19. Способ получения полипептида по любому из пп. 1-8, включающий стадии:

(a) стабильного трансфицирования заданного количества клеток CHO или DG44 при помощи вектора экспрессии, содержащего кодирующую часть, которая кодирует указанный полипептид; причем указанная трансфицированная клетка экспрессирует и секретирует указанный полипептид;

(b) получения клеточных клонов, которые экспрессируют указанный полипептид;

(c) размножение указанных клонов в растворе до заданной величины;

(d) сбора указанного раствора, содержащего указанные клоны;

(e) фильтрования указанного раствора, содержащего указанные клоны, для получения отфильтрованного собранного раствора; и,

(f) очистки указанного отфильтрованного собранного раствора для того, чтобы получить очищенный белковый раствор, имеющий желаемую концентрацию указанного полипептида;

тем самым изготавливая CTP-модифицированный hGH, причем аминокислотная последовательность изготовленного CTP-модифицированного hGH представлена в SEQ ID NO: 7.
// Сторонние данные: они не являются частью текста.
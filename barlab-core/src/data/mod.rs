//! Market data alignment and replay

pub mod align;
pub mod handler;

pub use align::{align_symbols, AlignedData};
pub use handler::{DataHandler, HistoricBarHandler};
20. Способ по п. 19, отличающийся тем, что указанная очистка (стадия f) указанного отфильтрованного собранного продукта дополнительно включает последовательное выполнение следующих стадий, включающих:

(I) концентрирование и диафильтрацию указанного отфильтрованного собранного раствора;

(II) получение указанного отфильтрованного собранного продукта, полученного на стадии (g), и инактивацию вирусов, присутствующих в указанном отфильтрованном собранном продукте, путем инкубации в растворе, токсичном для указанных вирусов;

(III) получение указанного отфильтрованного собранного раствора со стадии (h) и очистка указанного отфильтрованного собранного раствора,

a) причем указанную очистку осуществляют путем последовательного пропускания указанного отфильтрованного собранного раствора через анионообменную колонку и колонку гидрофобного взаимодействия, после чего следует стадия концентрирования и диафильтрации,

b) при этом после указанной очистки следует последовательное пропускание указанного отфильтрованного собранного раствора через колонку смешанного режима с гидроксиапатитом и катионообменную колонку;

(IV) получение указанного отфильтрованного собранного раствора после стадии (ii) и физическое отделение указанного отфильтрованного собранного раствора от вирусов путем нанофильтрации;

(V) получение указанного отфильтрованного собранного раствора после стадии (j) и концентрирование и диафильтрацию указанного отфильтрованного собранного раствора для получения максимально очищенного отфильтрованного собранного продукта, содержащего указанный CTP-модифицированный hGH.

21. Длительно действующий гормон роста человека, состоящий из двух звеньев C-концевого пептида (CTP) бета-цепи хорионического гонадотропина человека, присоединенного к карбоксиконцу гормона роста человека (hGH), и одного звена CTP, присоединенного к аминоконцу указанного hGH, где аминокислотная последовательность указанного полипептида представлена в SEQ ID NO: 7 и где гормон роста человека длительного действия включает гликозилирование между 15 и 16 моносиалилированными О-гликанами с ядром 1.